Since the HfO2 thin film crystallized in the metastable orthorhombic phase was reported to show ferroelectric characteristics [6], the applications of ferroelectric HfO2 in the MONOS structure have been attracting much attention because of its Si process compatibility, and the HfO2 shows ferroelectric characteristics even bellow the thickness of 10 nm which is suitable for device scaling [7], [8]. The ferroelectric HfO2 is effective to increase MW which is similar to Ref. [3].
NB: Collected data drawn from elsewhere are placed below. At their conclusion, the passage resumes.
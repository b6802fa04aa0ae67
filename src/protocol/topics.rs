//! Topic namespacing and topic filter matching
//!
//! A session subscribes under its prefix but publishes verbatim. Incoming
//! messages are routed by MQTT filter matching with `+` and `#` wildcards.

use rumqttc::QoS;

/// Every subscribe and publish issued by a session uses exactly-once delivery
pub const SESSION_QOS: QoS = QoS::ExactlyOnce;

/// Separator between MQTT topic levels
pub const LEVEL_SEPARATOR: char = '/';

/// Prefix applied to the logical topics a session subscribes to
#[derive(Debug, Clone, Default, PartialEq, Eq)]
pub struct TopicNamespace {
    prefix: String,
}

impl TopicNamespace {
    pub fn new<S: Into<String>>(prefix: S) -> Self {
        Self {
            prefix: prefix.into(),
        }
    }

    pub fn prefix(&self) -> &str {
        &self.prefix
    }

    pub fn is_empty(&self) -> bool {
        self.prefix.is_empty()
    }

    /// Topic subscribed for a logical topic: `prefix/logical`, or `logical`
    /// unchanged when the prefix is empty
    pub fn subscription_topic(&self, logical: &str) -> String {
        if self.prefix.is_empty() {
            logical.to_string()
        } else {
            format!("{}{LEVEL_SEPARATOR}{logical}", self.prefix)
        }
    }

    /// Topic published for a caller-supplied topic. Publishes are never
    /// prefixed; callers pass fully qualified topics.
    pub fn publish_topic<'a>(&self, raw: &'a str) -> &'a str {
        raw
    }
}

/// Check whether a published topic name matches a subscription filter
///
/// - `+` matches exactly one level
/// - `#` matches the remaining levels, including none, when it is the last
///   level of the filter; elsewhere it is compared literally
pub fn topic_matches(topic: &str, filter: &str) -> bool {
    let mut topic_levels = topic.split(LEVEL_SEPARATOR);
    let mut filter_levels = filter.split(LEVEL_SEPARATOR).peekable();

    while let Some(filter_level) = filter_levels.next() {
        if filter_level == "#" && filter_levels.peek().is_none() {
            return true;
        }

        let Some(topic_level) = topic_levels.next() else {
            return false;
        };

        if filter_level != "+" && filter_level != topic_level {
            return false;
        }
    }

    topic_levels.next().is_none()
}
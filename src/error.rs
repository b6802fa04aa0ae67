//! Error types for session operations
//!
//! Lifecycle violations get their own variants. Failures reported by the
//! transport are passed through unchanged inside [`SessionError::Transport`].

use thiserror::Error;

/// Main error type for session controller operations
#[derive(Debug, Error)]
pub enum SessionError {
    #[error("client already started")]
    AlreadyStarted,

    #[error("client not started")]
    ClientNotStarted,

    #[error("client connection failed during start")]
    ConnectionFailed,

    #[error("failed to wait on subscription for topic {topic}")]
    SubscriptionWaitFailed { topic: String },

    #[error("{0}")]
    Transport(#[source] Box<dyn std::error::Error + Send + Sync>),

    #[error("Serialization error: {0}")]
    Serialization(#[from] serde_json::Error),
}

impl SessionError {
    /// Wrap a transport-native error without altering its message
    pub fn transport<E>(error: E) -> Self
    where
        E: std::error::Error + Send + Sync + 'static,
    {
        Self::Transport(Box::new(error))
    }

    /// Create subscription wait failure for the effective topic
    pub fn subscription_wait_failed<S: Into<String>>(topic: S) -> Self {
        Self::SubscriptionWaitFailed {
            topic: topic.into(),
        }
    }
}

/// Result type for session operations
pub type SessionResult<T> = Result<T, SessionError>;

#[cfg(test)]
mod tests {
    use super::*;
    use std::error::Error as _;

    #[derive(Debug, Error)]
    #[error("conn refused")]
    struct Refused;

    #[test]
    fn test_transport_error_keeps_message() {
        let error = SessionError::transport(Refused);
        assert_eq!(error.to_string(), "conn refused");
        assert!(error.source().is_some());
    }

    #[test]
    fn test_subscription_wait_failed_names_topic() {
        let error = SessionError::subscription_wait_failed("home/lights");
        assert_eq!(
            error.to_string(),
            "failed to wait on subscription for topic home/lights"
        );
    }

    #[test]
    fn test_lifecycle_error_messages() {
        assert_eq!(
            SessionError::AlreadyStarted.to_string(),
            "client already started"
        );
        assert_eq!(
            SessionError::ClientNotStarted.to_string(),
            "client not started"
        );
    }

    #[test]
    fn test_serialization_error_conversion() {
        let parse_error = serde_json::from_str::<serde_json::Value>("{").unwrap_err();
        let error: SessionError = parse_error.into();
        assert!(matches!(error, SessionError::Serialization(_)));
    }
}
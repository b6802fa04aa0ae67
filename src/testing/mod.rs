//! Testing utilities and mock implementations
//!
//! Lets session behaviour be exercised without an MQTT broker.

pub mod mocks;

pub use mocks::*;
//! Pure connection state management for the MQTT transport
//!
//! This module contains pure functions for connection state, reconnect
//! pacing and translating a [`ClientConfig`] into rumqttc options.

use crate::config::{ClientConfig, ConfigError};
use rumqttc::MqttOptions;
use std::time::Duration;
use thiserror::Error;
use url::Url;

/// Default port for plain `tcp://` and `mqtt://` brokers
pub const DEFAULT_MQTT_PORT: u16 = 1883;

/// Capacity of the request channel between client handle and event loop
pub const REQUEST_CHANNEL_CAPACITY: usize = 10;

/// Connection state for the MQTT transport
#[derive(Debug, Clone, PartialEq)]
pub enum ConnectionState {
    /// Initial state - attempting to connect
    Connecting,
    /// Broker acknowledged the connection
    Connected,
    /// Disconnected with reason
    Disconnected(String),
    /// Waiting to re-dial (attempt count)
    Reconnecting(u32),
    /// Connection lost and auto-reconnect disabled, or shut down
    PermanentlyDisconnected(String),
}

impl ConnectionState {
    /// Only a connected transport accepts subscribe and publish requests
    pub fn accepts_requests(&self) -> bool {
        matches!(self, ConnectionState::Connected)
    }
}

/// Reconnection pacing
#[derive(Debug, Clone, PartialEq)]
pub struct ReconnectConfig {
    pub enabled: bool,
    /// Delay before the first re-dial
    pub initial_delay: Duration,
    /// Cap on the doubling delay
    pub max_interval: Duration,
}

impl ReconnectConfig {
    pub fn from_client_config(config: &ClientConfig) -> Self {
        Self {
            enabled: config.auto_reconnect,
            initial_delay: Duration::from_secs(1),
            max_interval: config.max_reconnect_interval,
        }
    }

    /// Delay before re-dial `attempt` (1-based): doubles from the initial
    /// delay and stays at the cap once reached
    pub fn calculate_backoff_delay(&self, attempt: u32) -> Duration {
        let exponent = attempt.saturating_sub(1).min(16);
        self.initial_delay
            .saturating_mul(1u32 << exponent)
            .min(self.max_interval)
    }
}

/// MQTT transport errors
#[derive(Debug, Error)]
pub enum MqttError {
    #[error("Invalid broker URL: {0}")]
    InvalidBrokerUrl(String),
    #[error("Unsupported broker URL scheme: {0}")]
    UnsupportedScheme(String),
    #[error("Invalid client configuration: {0}")]
    InvalidConfig(#[from] ConfigError),
    #[error("{0}")]
    ConnectionFailed(String),
    #[error("Subscribe request failed: {0}")]
    SubscribeRequestFailed(#[source] rumqttc::ClientError),
    #[error("Subscription to {topic} rejected by broker")]
    SubscriptionRejected { topic: String },
    #[error("Publish request failed: {0}")]
    PublishRequestFailed(#[source] rumqttc::ClientError),
    #[error("Publish to {topic} was not acknowledged")]
    PublishNotAcknowledged { topic: String },
    #[error("Not connected - current state: {state:?}")]
    NotConnected { state: ConnectionState },
}

/// Broker endpoint extracted from the configured URI
#[derive(Debug, Clone, PartialEq, Eq)]
pub struct BrokerAddress {
    pub host: String,
    pub port: u16,
}

/// Parse `tcp://host:port` or `mqtt://host:port`
pub fn parse_broker_url(broker_url: &str) -> Result<BrokerAddress, MqttError> {
    let url =
        Url::parse(broker_url).map_err(|_| MqttError::InvalidBrokerUrl(broker_url.to_string()))?;

    match url.scheme() {
        "tcp" | "mqtt" => {}
        other => return Err(MqttError::UnsupportedScheme(other.to_string())),
    }

    let host = url
        .host_str()
        .filter(|host| !host.is_empty())
        .ok_or_else(|| MqttError::InvalidBrokerUrl(broker_url.to_string()))?;

    Ok(BrokerAddress {
        host: host.to_string(),
        port: url.port().unwrap_or(DEFAULT_MQTT_PORT),
    })
}

/// Pure function to configure MQTT options from the client configuration
pub fn configure_mqtt_options(config: &ClientConfig) -> Result<MqttOptions, MqttError> {
    config.validate()?;
    let address = parse_broker_url(&config.broker_url)?;

    let mut mqtt_options = MqttOptions::new(&config.client_id, address.host, address.port);
    mqtt_options.set_keep_alive(config.keep_alive);
    mqtt_options.set_clean_session(true);

    Ok(mqtt_options)
}
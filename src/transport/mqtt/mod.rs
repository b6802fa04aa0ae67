//! MQTT transport built on rumqttc
//!
//! Pure logic is kept apart from I/O so most of it can be tested without a
//! broker:
//!
//! - [`connection`] - connection state, broker URL parsing and client options
//! - [`message_handler`] - event routing, acknowledgement tracking and dispatch
//! - [`health_monitor`] - state transitions and reconnection decisions
//! - [`client`] - the event loop task and the [`Transport`](crate::transport::Transport) impl
//!
//! # Usage
//!
//! ```rust,no_run
//! use mqtt_session::config::ClientConfig;
//! use mqtt_session::registry::message_handler;
//! use mqtt_session::transport::mqtt::MqttTransport;
//! use mqtt_session::transport::Transport;
//! use rumqttc::QoS;
//!
//! # tokio_test::block_on(async {
//! let config = ClientConfig::new("tcp://localhost:1883", "my-client");
//! let mut transport = MqttTransport::new(&config)?;
//! transport.connect().await?;
//! transport
//!     .subscribe("home/lights", QoS::ExactlyOnce, message_handler(|topic, _| {
//!         println!("message on {topic}");
//!     }))
//!     .await
//!     .ok();
//! # Ok::<(), Box<dyn std::error::Error>>(())
//! # });
//! ```

pub mod client;
pub mod connection;
pub mod health_monitor;
pub mod message_handler;

pub use client::{MqttConnector, MqttTransport};
pub use connection::{BrokerAddress, ConnectionState, MqttError, ReconnectConfig};
pub use health_monitor::{HealthMonitor, LinkEvent, ReconnectionDecision};
pub use message_handler::{AckKind, AckTracker, EventRoute, EventRouter, SubscriptionTable};
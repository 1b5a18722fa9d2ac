//! Exponential backoff with bounded additive jitter.

use crate::types::FeedConfig;
use std::time::{Duration, SystemTime, UNIX_EPOCH};

/// Retry delay policy for the reconnect loop. Delays grow by `factor` per
/// failed cycle up to `cap`, plus a uniform jitter in `[0, jitter_cap)` so
/// that many clients do not retry in lockstep. `reset` is called exactly
/// once per successful transition into Connected.
#[derive(Debug)]
pub struct BackoffPolicy {
    base: Duration,
    cap: Duration,
    factor: f64,
    jitter_cap: Duration,
    attempt: u32,
    rng_state: u64,
}

impl BackoffPolicy {
    pub fn new(base: Duration, cap: Duration, factor: f64, jitter_cap: Duration) -> Self {
        let seed = SystemTime::now()
            .duration_since(UNIX_EPOCH)
            .map(|d| d.as_nanos() as u64)
            .unwrap_or(0x9e37_79b9_7f4a_7c15);

        Self {
            base,
            cap,
            factor,
            jitter_cap,
            attempt: 0,
            rng_state: seed | 1,
        }
    }

    pub fn from_config(config: &FeedConfig) -> Self {
        Self::new(
            Duration::from_millis(config.base_backoff_ms),
            Duration::from_millis(config.max_backoff_ms),
            config.backoff_factor,
            Duration::from_millis(config.jitter_ms),
        )
    }

    // xorshift64; cheap and good enough for retry jitter.
    fn next_random(&mut self) -> f64 {
        self.rng_state ^= self.rng_state << 13;
        self.rng_state ^= self.rng_state >> 7;
        self.rng_state ^= self.rng_state << 17;
        (self.rng_state as f64) / (u64::MAX as f64)
    }

    pub fn next_delay(&mut self) -> Duration {
        let base_ms = self.base.as_millis() as f64;
        let grown = base_ms * self.factor.powi(self.attempt.min(32) as i32);
        let capped = grown.min(self.cap.as_millis() as f64);
        let jitter = self.next_random() * self.jitter_cap.as_millis() as f64;

        self.attempt = self.attempt.saturating_add(1);
        Duration::from_millis((capped + jitter) as u64)
    }

    pub fn reset(&mut self) {
        self.attempt = 0;
    }

    pub fn attempt(&self) -> u32 {
        self.attempt
    }
}
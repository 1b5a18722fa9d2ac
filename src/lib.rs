//! Resilient realtime client for trading-signal streams.
//!
//! A [`ConnectionSupervisor`] owns one subscription at a time and keeps it
//! alive across transport failures: it plans a cascade over the configured
//! transports (datagram, then socket, then push), runs one
//! [`attempt`](crate::attempt) per connection with heartbeat and idle-timeout
//! supervision, deduplicates incoming records into a bounded in-memory
//! buffer, and retries with jittered exponential backoff. An optional
//! [`VisibilityGate`] suspends all of that while nobody is observing the
//! feed.
//!
//! ```no_run
//! use std::sync::Arc;
//! use signal_feed::{
//!     ConnectionSupervisor, FeedConsumer, FeedStatusSnapshot, Signal, SubscribeArgs,
//!     TransportEndpoints,
//! };
//!
//! struct Printer;
//!
//! impl FeedConsumer for Printer {
//!     fn on_status(&self, status: &FeedStatusSnapshot) {
//!         println!("status: {:?} {:?}", status.state, status.reason);
//!     }
//!     fn on_signal(&self, signal: &Signal) {
//!         println!("signal: {} @ {}", signal.symbol, signal.ts);
//!     }
//! }
//!
//! # async fn run() -> Result<(), signal_feed::FeedError> {
//! let supervisor = ConnectionSupervisor::new();
//! let subscription = supervisor
//!     .subscribe(
//!         SubscribeArgs {
//!             channel: "signals:btcusdt".to_string(),
//!             endpoints: TransportEndpoints {
//!                 socket: Some("wss://feed.example.com/ws".to_string()),
//!                 push: Some("https://feed.example.com/stream".to_string()),
//!                 ..TransportEndpoints::default()
//!             },
//!             ..SubscribeArgs::default()
//!         },
//!         Arc::new(Printer),
//!         None,
//!     )
//!     .await?;
//!
//! let recent = subscription.snapshot();
//! # let _ = recent;
//! # Ok(())
//! # }
//! ```

pub mod attempt;
pub mod backoff;
pub mod buffer;
pub mod cascade;
pub mod codec;
pub mod error;
pub mod gate;
pub mod supervisor;
pub mod transport;
pub mod types;

pub use attempt::CloseReason;
pub use backoff::BackoffPolicy;
pub use buffer::DedupBuffer;
pub use error::FeedError;
pub use gate::{visibility_gate, VisibilityGate, VisibilityHandle};
pub use supervisor::{ConnectionSupervisor, FeedConsumer, Subscription};
pub use transport::{CapabilityProbe, RuntimeProbe, TransportEndpoints, TransportKind};
pub use types::{
    ConnectionState, FeedConfig, FeedStatusSnapshot, Signal, SignalSide, SubscribeArgs,
};
//! Wire codec for publisher frames.
//!
//! Input is untrusted bytes. `decode` never fails: every structural
//! violation (broken JSON, wrong types, missing fields, unknown `op`,
//! out-of-range numbers) collapses into [`WireEnvelope::Fault`] with a
//! human-readable message.

use crate::error::FeedError;
use crate::types::{Signal, SignalSide};
use serde::{Deserialize, Serialize};

#[derive(Debug, Clone, PartialEq)]
pub enum WireEnvelope {
    Signal(Signal),
    SignalBatch(Vec<Signal>),
    Heartbeat { t: i64 },
    Fault { message: String },
}

#[derive(Debug, Deserialize)]
#[serde(tag = "op")]
enum RawEnvelope {
    #[serde(rename = "signal")]
    Signal { data: RawSignal },
    #[serde(rename = "signals")]
    Batch { data: Vec<RawSignal> },
    #[serde(rename = "ping")]
    Ping { t: i64 },
    #[serde(rename = "error")]
    Error { message: String },
}

#[derive(Debug, Deserialize)]
struct RawSignal {
    id: Option<String>,
    ts: i64,
    symbol: String,
    tf: Option<String>,
    side: Option<SignalSide>,
    price: Option<f64>,
    reason: Option<String>,
    score: Option<f64>,
}

impl TryFrom<RawSignal> for Signal {
    type Error = String;

    fn try_from(value: RawSignal) -> Result<Self, Self::Error> {
        if value.ts < 0 {
            return Err(format!("ts must be non-negative, got {}", value.ts));
        }

        let symbol = value.symbol.trim().to_string();
        if symbol.is_empty() {
            return Err("symbol must be non-empty".to_string());
        }

        if let Some(price) = value.price {
            if !price.is_finite() {
                return Err("price must be finite".to_string());
            }
        }
        if let Some(score) = value.score {
            if !score.is_finite() {
                return Err("score must be finite".to_string());
            }
        }

        Ok(Self {
            id: value.id,
            ts: value.ts,
            symbol,
            tf: value.tf,
            side: value.side,
            price: value.price,
            reason: value.reason,
            score: value.score,
        })
    }
}

pub fn decode(payload: &mut [u8]) -> WireEnvelope {
    let raw: RawEnvelope = match simd_json::serde::from_slice(payload) {
        Ok(raw) => raw,
        Err(error) => {
            return WireEnvelope::Fault {
                message: format!("malformed envelope: {error}"),
            }
        }
    };

    match raw {
        RawEnvelope::Signal { data } => match data.try_into() {
            Ok(signal) => WireEnvelope::Signal(signal),
            Err(message) => WireEnvelope::Fault {
                message: format!("invalid signal: {message}"),
            },
        },
        RawEnvelope::Batch { data } => {
            let mut signals = Vec::with_capacity(data.len());
            for raw_signal in data {
                match raw_signal.try_into() {
                    Ok(signal) => signals.push(signal),
                    Err(message) => {
                        return WireEnvelope::Fault {
                            message: format!("invalid signal in batch: {message}"),
                        }
                    }
                }
            }
            WireEnvelope::SignalBatch(signals)
        }
        RawEnvelope::Ping { t } => {
            if t < 0 {
                WireEnvelope::Fault {
                    message: format!("ping t must be non-negative, got {t}"),
                }
            } else {
                WireEnvelope::Heartbeat { t }
            }
        }
        RawEnvelope::Error { message } => WireEnvelope::Fault { message },
    }
}

#[derive(Debug, Serialize)]
struct SubscribeFrame<'a> {
    op: &'static str,
    channel: &'a str,
}

/// Handshake frame sent once per attempt, identical logical content on
/// every transport kind.
pub fn encode_subscribe(channel: &str) -> Result<String, FeedError> {
    Ok(simd_json::serde::to_string(&SubscribeFrame {
        op: "subscribe",
        channel,
    })?)
}

#[derive(Debug, Serialize)]
struct PingFrame {
    op: &'static str,
    t: i64,
}

pub fn encode_ping(t: i64) -> Result<String, FeedError> {
    Ok(simd_json::serde::to_string(&PingFrame { op: "ping", t })?)
}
We have proposed the digital/analog-operation utilizing ferroelectric nondoped HfO2 (FeND-HfO2) as a BL in the Hf-based MONOS structure, which is called FeNOS NVM, as shown in Fig. 1 (a) [9]-[12]. The FeND-HfO2 was able to be formed when the nitrogen concentration of HfNx CTL was \(\mathrm{x}=1.1\). The Hf-based FeNOS stacked structures from the HK-HfO2 tunneling layer (TL) to the HfN0.5 gate electrode layer are able to be deposited in a sputtering chamber by reactive sputtering process without exposing to the air. The FeNOS NVM is expected to realize the analog control of threshold voltage (VTH) by the partial polarization of FeND-HfO2 BL along with the multi-bit/cell operation by the charge trap in the HK-HfN1.1 CTL through a HK-HfO2 TL as shown in Fig. 1 (b). The polarization switching is able to be controlled at low-voltage and the switching speed is quite fast, while the charge trap and detrap operations are performed at high-voltage.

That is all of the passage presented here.